April 29/May 6, 2019: Volume 34, Issue 24
By Reginald Tucker
A newly released report from the U.S. Department of Commerce’s Bureau of Economic Analysis shows real gross domestic product (GDP) increased at an annual rate of 3.2% in the first quarter of 2019, surpassing many economists’ expectations. To put things in perspective, GDP grew 2.2% in the fourth quarter of 2018.
The increase in real GDP in the first quarter reflected positive contributions from personal consumption expenditures, private inventory investment, exports, state and local government spending, and nonresidential fixed investment. However, imports—which are a subtraction in the calculation of GDP—decreased. These contributions were partly offset by a decrease in residential investment.
“Usually when you look at the GDP performance of any year, the first quarter is typically the weakest,” said Alison Kosik, business anchor and correspondent at CNN. “But this happens to be the strongest first quarter that we’ve seen in six years.”
Following is a closer look at specific elements of the report.

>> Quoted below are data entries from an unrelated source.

// Logging setup
// The terminal belongs to the UI, so tracing output goes to an append-only file

use std::fs::{self, OpenOptions};
use std::path::Path;
use std::sync::Mutex;

use tracing::Level;

use crate::xtm_error::{Error, Result};

pub fn init(path: &Path, level: Level) -> Result<()> {
    let open_err = |source| Error::LogFile {
        path: path.to_path_buf(),
        source,
    };
    if let Some(parent) = path.parent() {
        fs::create_dir_all(parent).map_err(open_err)?;
    }
    let file = OpenOptions::new()
        .create(true)
        .append(true)
        .open(path)
        .map_err(open_err)?;

    tracing_subscriber::fmt()
        .with_max_level(level)
        .with_ansi(false)
        .with_target(false)
        .with_writer(Mutex::new(file))
        .init();
    Ok(())
}
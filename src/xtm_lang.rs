// Multi-language support module
// Localized UI strings for English and Chinese

use std::fmt::Display;

#[derive(Clone)]
pub struct Assets {
    pub board_title: &'static str,

    // Key hints on the top row
    pub hint_reveal: &'static str,
    pub hint_flag: &'static str,
    pub hint_new: &'static str,
    pub hint_exit: &'static str,

    // Bottom labels
    pub mines_fmt: &'static str, // "Mines: {}"
    pub flags_fmt: &'static str, // "Flags: {}"

    // Game over prompt
    pub game_over_title: &'static str,
    pub win_prompt: &'static str,
    pub loss_prompt: &'static str,
    pub btn_yes: &'static str,
    pub btn_no: &'static str,

    // Terminal size messages
    pub tsmsg_line1: &'static str,
    pub tsmsg_line2: &'static str, // "Minimum size required: {}"
    pub tsmsg_title: &'static str,
}

/// Returns English language assets
pub fn english_assets() -> Assets {
    Assets {
        board_title: "Minesweeper",

        hint_reveal: "Reveal",
        hint_flag: "Flag",
        hint_new: "New",
        hint_exit: "Exit",

        mines_fmt: "Mines: {}",
        flags_fmt: "Flags: {}",

        game_over_title: "GAME OVER",
        win_prompt: "YOU WIN! PLAY AGAIN?",
        loss_prompt: "YOU LOSE! PLAY AGAIN?",
        btn_yes: " Yes ",
        btn_no: " No ",

        tsmsg_line1: "Terminal layout too small",
        tsmsg_line2: "Minimum size required: {}",
        tsmsg_title: "Resize needed",
    }
}

/// Returns Chinese language assets
pub fn chinese_assets() -> Assets {
    Assets {
        board_title: "扫雷",

        hint_reveal: "翻开",
        hint_flag: "标记",
        hint_new: "新游戏",
        hint_exit: "退出",

        mines_fmt: "地雷：{}",
        flags_fmt: "旗帜：{}",

        game_over_title: "游戏结束",
        win_prompt: "你赢了！再来一局？",
        loss_prompt: "你输了！再来一局？",
        btn_yes: " 是 ",
        btn_no: " 否 ",

        tsmsg_line1: "终端屏幕布局过小",
        tsmsg_line2: "最小需要尺寸：{}",
        tsmsg_title: "需要调整大小",
    }
}

/// Holds the current language code and active string assets
pub struct Lang {
    pub current_lang: String,
    pub assets: Assets,
}

impl Lang {
    /// Normalizes input (e.g., "zh-CN" → "zh") and defaults to English for unsupported languages
    pub fn new(lang_code: &str) -> Self {
        let code = if lang_code.to_lowercase().starts_with("zh") {
            "zh"
        } else {
            "en"
        };
        Lang {
            current_lang: code.to_string(),
            assets: if code == "zh" {
                chinese_assets()
            } else {
                english_assets()
            },
        }
    }
}

/// Substitute the first `{}` of a format string
pub fn fill(template: &str, value: impl Display) -> String {
    template.replacen("{}", &value.to_string(), 1)
}

#[cfg(test)]
mod tests {
    use super::*;

    #[test]
    fn language_codes_are_normalized() {
        assert_eq!(Lang::new("zh-CN").current_lang, "zh");
        assert_eq!(Lang::new("ZH_tw").assets.btn_yes, " 是 ");
        assert_eq!(Lang::new("de").current_lang, "en");
        assert_eq!(Lang::new("").assets.win_prompt, "YOU WIN! PLAY AGAIN?");
    }

    #[test]
    fn fill_replaces_first_placeholder() {
        assert_eq!(fill(english_assets().mines_fmt, 12), "Mines: 12");
        assert_eq!(fill("{} x {}", "80"), "80 x {}");
    }
}
// Board model: mine placement, adjacency counts and per-cell reveal/flag transitions
// Knows nothing about timers, outcomes or rendering; see xtm_game for the session layer

use std::collections::VecDeque;

use rand::Rng;
use tracing::debug;

use crate::xtm_error::{Error, Result};

/// Largest width or height a board may have; keeps the drawn board within terminal coordinates
pub const MAX_BOARD_SIDE: usize = 1000;

/// Cell position as (row, col)
pub type Coord = (usize, usize);

const NEIGHBOR_OFFSETS: [(isize, isize); 8] = [
    (-1, -1),
    (-1, 0),
    (-1, 1),
    (0, -1),
    (0, 1),
    (1, -1),
    (1, 0),
    (1, 1),
];

/// Enumerate the grid-adjacent positions of `(row, col)`, clipped to a `width x height` board.
/// Positions that would fall off the board are simply not produced.
pub fn neighbors(width: usize, height: usize, (row, col): Coord) -> impl Iterator<Item = Coord> {
    NEIGHBOR_OFFSETS.into_iter().filter_map(move |(dr, dc)| {
        let r = row.checked_add_signed(dr)?;
        let c = col.checked_add_signed(dc)?;
        (r < height && c < width).then_some((r, c))
    })
}

/// Dimensions and per-cell mine probability for a new board
#[derive(Debug, Clone, Copy, PartialEq)]
pub struct BoardParams {
    pub width: usize,
    pub height: usize,
    pub mine_probability: f64,
}

impl Default for BoardParams {
    fn default() -> Self {
        BoardParams {
            width: 10,
            height: 10,
            mine_probability: 0.1,
        }
    }
}

impl BoardParams {
    pub fn validate(&self) -> Result<()> {
        if self.width == 0 || self.height == 0 {
            return Err(Error::EmptyBoard {
                width: self.width,
                height: self.height,
            });
        }
        if self.width > MAX_BOARD_SIDE || self.height > MAX_BOARD_SIDE {
            return Err(self.too_large());
        }
        // NaN fails the range check as well
        if !(0.0..=1.0).contains(&self.mine_probability) {
            return Err(Error::MineProbability(self.mine_probability));
        }
        Ok(())
    }

    /// Total number of cells, or an error if the product does not fit
    pub fn cell_count(&self) -> Result<usize> {
        self.width
            .checked_mul(self.height)
            .ok_or_else(|| self.too_large())
    }

    fn too_large(&self) -> Error {
        Error::BoardTooLarge {
            width: self.width,
            height: self.height,
            max: MAX_BOARD_SIDE,
        }
    }
}

#[derive(Debug, Clone, Copy, PartialEq, Eq)]
pub enum RevealState {
    Hidden,
    Revealed,
    Flagged,
}

/// A single board position. Mine and adjacency data are fixed once the board exists.
#[derive(Debug, Clone, Copy)]
pub struct Cell {
    mine: bool,
    adj: u8,
    state: RevealState,
}

impl Cell {
    pub fn is_mine(&self) -> bool {
        self.mine
    }

    pub fn adjacent_mines(&self) -> u8 {
        self.adj
    }

    pub fn state(&self) -> RevealState {
        self.state
    }
}

/// Outcome of a primary interaction at the board level
#[derive(Debug, Clone, PartialEq, Eq)]
pub enum Reveal {
    /// Target was flagged or already revealed
    Ignored,
    /// Target holds a mine; no cell was touched
    Mine,
    /// Cells that flipped from Hidden to Revealed, target first
    Opened(Vec<Coord>),
}

#[derive(Debug, Clone)]
pub struct Board {
    width: usize,
    height: usize,
    cells: Vec<Cell>,
    mines: usize,
    revealed: usize,
    flagged: usize,
    correctly_flagged: usize,
}

impl Board {
    /// Draw every cell's mine status as an independent Bernoulli trial.
    /// The realized mine count varies from board to board.
    pub fn generate<R: Rng + ?Sized>(params: &BoardParams, rng: &mut R) -> Result<Board> {
        params.validate()?;
        let mask = (0..params.cell_count()?)
            .map(|_| rng.gen_bool(params.mine_probability))
            .collect();
        let board = Board::from_mask(params.width, params.height, mask);
        debug!(
            width = board.width,
            height = board.height,
            mines = board.mines,
            "generated board"
        );
        Ok(board)
    }

    /// Build a board from a row-major mine mask and compute adjacency counts
    pub fn from_mask(width: usize, height: usize, mask: Vec<bool>) -> Board {
        assert_eq!(
            mask.len(),
            width * height,
            "mine mask does not match a {}x{} board",
            width,
            height
        );
        let mut board = Board {
            width,
            height,
            mines: mask.iter().filter(|m| **m).count(),
            cells: mask
                .into_iter()
                .map(|mine| Cell {
                    mine,
                    adj: 0,
                    state: RevealState::Hidden,
                })
                .collect(),
            revealed: 0,
            flagged: 0,
            correctly_flagged: 0,
        };
        for idx in 0..board.cells.len() {
            let adj = neighbors(width, height, board.coord(idx))
                .filter(|&(r, c)| board.cells[r * width + c].mine)
                .count() as u8;
            board.cells[idx].adj = adj;
        }
        board
    }

    pub fn width(&self) -> usize {
        self.width
    }

    pub fn height(&self) -> usize {
        self.height
    }

    pub fn mine_count(&self) -> usize {
        self.mines
    }

    pub fn revealed_count(&self) -> usize {
        self.revealed
    }

    pub fn flagged_count(&self) -> usize {
        self.flagged
    }

    pub fn correctly_flagged_count(&self) -> usize {
        self.correctly_flagged
    }

    /// Number of cells that must be revealed to win
    pub fn safe_cells(&self) -> usize {
        self.width * self.height - self.mines
    }

    pub fn all_safe_revealed(&self) -> bool {
        self.revealed == self.safe_cells()
    }

    /// Linear offset of `(row, col)`. Coordinates outside the board are a caller bug.
    pub fn index(&self, row: usize, col: usize) -> usize {
        assert!(
            row < self.height && col < self.width,
            "cell ({}, {}) is outside the {}x{} board",
            row,
            col,
            self.width,
            self.height
        );
        row * self.width + col
    }

    pub fn coord(&self, idx: usize) -> Coord {
        (idx / self.width, idx % self.width)
    }

    pub fn cell(&self, row: usize, col: usize) -> &Cell {
        &self.cells[self.index(row, col)]
    }

    /// All cells in row-major order together with their coordinates
    pub fn iter(&self) -> impl Iterator<Item = (Coord, &Cell)> {
        self.cells
            .iter()
            .enumerate()
            .map(move |(idx, cell)| (self.coord(idx), cell))
    }

    /// Primary interaction. Opens the target and, from a zero-count target,
    /// flood-reveals the connected blank region and its numbered border.
    pub fn reveal(&mut self, row: usize, col: usize) -> Reveal {
        let idx = self.index(row, col);
        match self.cells[idx].state {
            RevealState::Flagged | RevealState::Revealed => return Reveal::Ignored,
            RevealState::Hidden => {}
        }
        if self.cells[idx].mine {
            return Reveal::Mine;
        }
        let mut opened = Vec::new();
        self.open(idx, &mut opened);
        if self.cells[idx].adj == 0 {
            self.flood(idx, &mut opened);
        }
        Reveal::Opened(opened)
    }

    fn open(&mut self, idx: usize, opened: &mut Vec<Coord>) {
        debug_assert!(self.cells[idx].state == RevealState::Hidden && !self.cells[idx].mine);
        self.cells[idx].state = RevealState::Revealed;
        self.revealed += 1;
        opened.push(self.coord(idx));
    }

    // Breadth-first over linear offsets. A cell leaves Hidden before it is queued,
    // so the reveal state doubles as the visited marker.
    fn flood(&mut self, origin: usize, opened: &mut Vec<Coord>) {
        let mut queue = VecDeque::from([origin]);
        while let Some(idx) = queue.pop_front() {
            for (r, c) in neighbors(self.width, self.height, self.coord(idx)) {
                let nidx = r * self.width + c;
                if self.cells[nidx].state != RevealState::Hidden {
                    continue;
                }
                self.open(nidx, opened);
                if self.cells[nidx].adj == 0 {
                    queue.push_back(nidx);
                }
            }
        }
    }

    /// Secondary interaction: Hidden <-> Flagged. Revealed cells are left alone.
    /// Returns the new state, or None when nothing changed.
    pub fn toggle_flag(&mut self, row: usize, col: usize) -> Option<RevealState> {
        let idx = self.index(row, col);
        let cell = &mut self.cells[idx];
        match cell.state {
            RevealState::Hidden => {
                cell.state = RevealState::Flagged;
                self.flagged += 1;
                if cell.mine {
                    self.correctly_flagged += 1;
                }
            }
            RevealState::Flagged => {
                cell.state = RevealState::Hidden;
                self.flagged -= 1;
                if cell.mine {
                    self.correctly_flagged -= 1;
                }
            }
            RevealState::Revealed => return None,
        }
        Some(cell.state)
    }
}

#[cfg(test)]
pub(crate) fn board_with_mines(width: usize, height: usize, mines: &[Coord]) -> Board {
    let mut mask = vec![false; width * height];
    for &(r, c) in mines {
        mask[r * width + c] = true;
    }
    Board::from_mask(width, height, mask)
}
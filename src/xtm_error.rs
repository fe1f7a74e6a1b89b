// Error types shared by board setup, configuration and logging

use std::io;
use std::path::PathBuf;

use thiserror::Error;

#[derive(Debug, Error)]
pub enum Error {
    #[error("board must have at least one row and one column (got {width}x{height})")]
    EmptyBoard { width: usize, height: usize },

    #[error("board is {width}x{height}; neither side may exceed {max} cells")]
    BoardTooLarge {
        width: usize,
        height: usize,
        max: usize,
    },

    #[error("mine probability must be within 0.0..=1.0 (got {0})")]
    MineProbability(f64),

    #[error("failed to read config file {}", path.display())]
    ConfigRead {
        path: PathBuf,
        #[source]
        source: io::Error,
    },

    #[error("failed to parse config file {}", path.display())]
    ConfigParse {
        path: PathBuf,
        #[source]
        source: toml::de::Error,
    },

    #[error("failed to write config file {}", path.display())]
    ConfigWrite {
        path: PathBuf,
        #[source]
        source: io::Error,
    },

    #[error("failed to serialize config")]
    ConfigSerialize(#[from] toml::ser::Error),

    #[error("failed to open log file {}", path.display())]
    LogFile {
        path: PathBuf,
        #[source]
        source: io::Error,
    },
}

pub type Result<T> = std::result::Result<T, Error>;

Current dollar GDP increased 3.8%, or $197.6 billion, in the first quarter to $21.06 trillion. In the fourth quarter, current-dollar GDP increased 4.1%, or $206.9 billion.
The price index for gross domestic purchases increased 0.8% in the first quarter compared with an increase of 1.7% in the fourth quarter. The personal consumption expenditures price index increased 0.6% compared with an increase of 1.5%. Excluding food and energy prices, the personal consumption expenditures price index increased 1.3% compared with an increase of 1.8%.
Current-dollar personal income increased $147.2 billion in the first quarter compared with an increase of $229 billion in the fourth quarter of 2018. Meanwhile, disposable personal income increased $116 billion, or 3% compared with an increase of $222.9 billion, or 5.8%, in the fourth quarter of 2018. By comparison, real disposable personal income increased 2.4%.
Personal savings reached $1.11 trillion in the first quarter compared with $1.07 trillion in the fourth quarter of 2018. Furthermore, the personal saving rate, which represents personal savings as a percentage of disposable personal income, was 7% in the first quarter compared to 6.8% in the fourth quarter.
Role of housing in GDP
Housing’s share of GDP continued a downward trend—more evidence of the lack of housing supply caused and affected by ongoing housing affordability issues, noted Robert Dietz, chief economist with the National Association of Home Builders (NAHB).
Research shows housing’s share of GDP fell to 14.7%. The home building and remodeling component (residential fixed investment) made a fifth consecutive negative contribution to GDP growth and declined to just under 3.2% of GDP.
According to Dietz, housing-related activities contribute to GDP in two basic ways. The first is through residential fixed investment (RFI), which essentially is the measure of the home building, multifamily development and remodeling contributions to GDP. It includes construction of new single-family and multifamily structures, residential remodeling, production of manufactured homes and brokers’ fees.
The second impact of housing on GDP is the measure of housing services, which includes gross rents (including utilities) paid by renters and owners’ imputed rent—an estimate of how much it would cost to rent owner-occupied units—and utility payments. The inclusion of owners’ imputed rent is necessary from a national income accounting approach, because without this measure, increases in homeownership would result in declines for GDP.
For the first quarter, housing services was 11.5% of the economy or $2.18 trillion on seasonally adjusted annual basis. Taken together, housing’s share of GDP was 14.7% for the quarter, Dietz noted.
Historically, RFI has averaged roughly 5% of GDP while housing services have averaged between 12% and 13%, for a combined 17% to 18% of GDP. These shares tend to vary over the business cycle, Dietz noted.
Regarding the flooring space, the consensus among many dealers polled by FCNews indeed showed a measurable uptick in purchasing activity late in the first quarter after somewhat of a slow start to the year.
“After record sales year last year, I was planning on low, single-digit growth in 2019,” said Craig Phillips, president, Barrington Carpet, Akron, Ohio. “But we will end the quarter up about 9%. Thus, the year so far has exceeded my expectations. Our growth is being driven by commercial and multi-family segments.”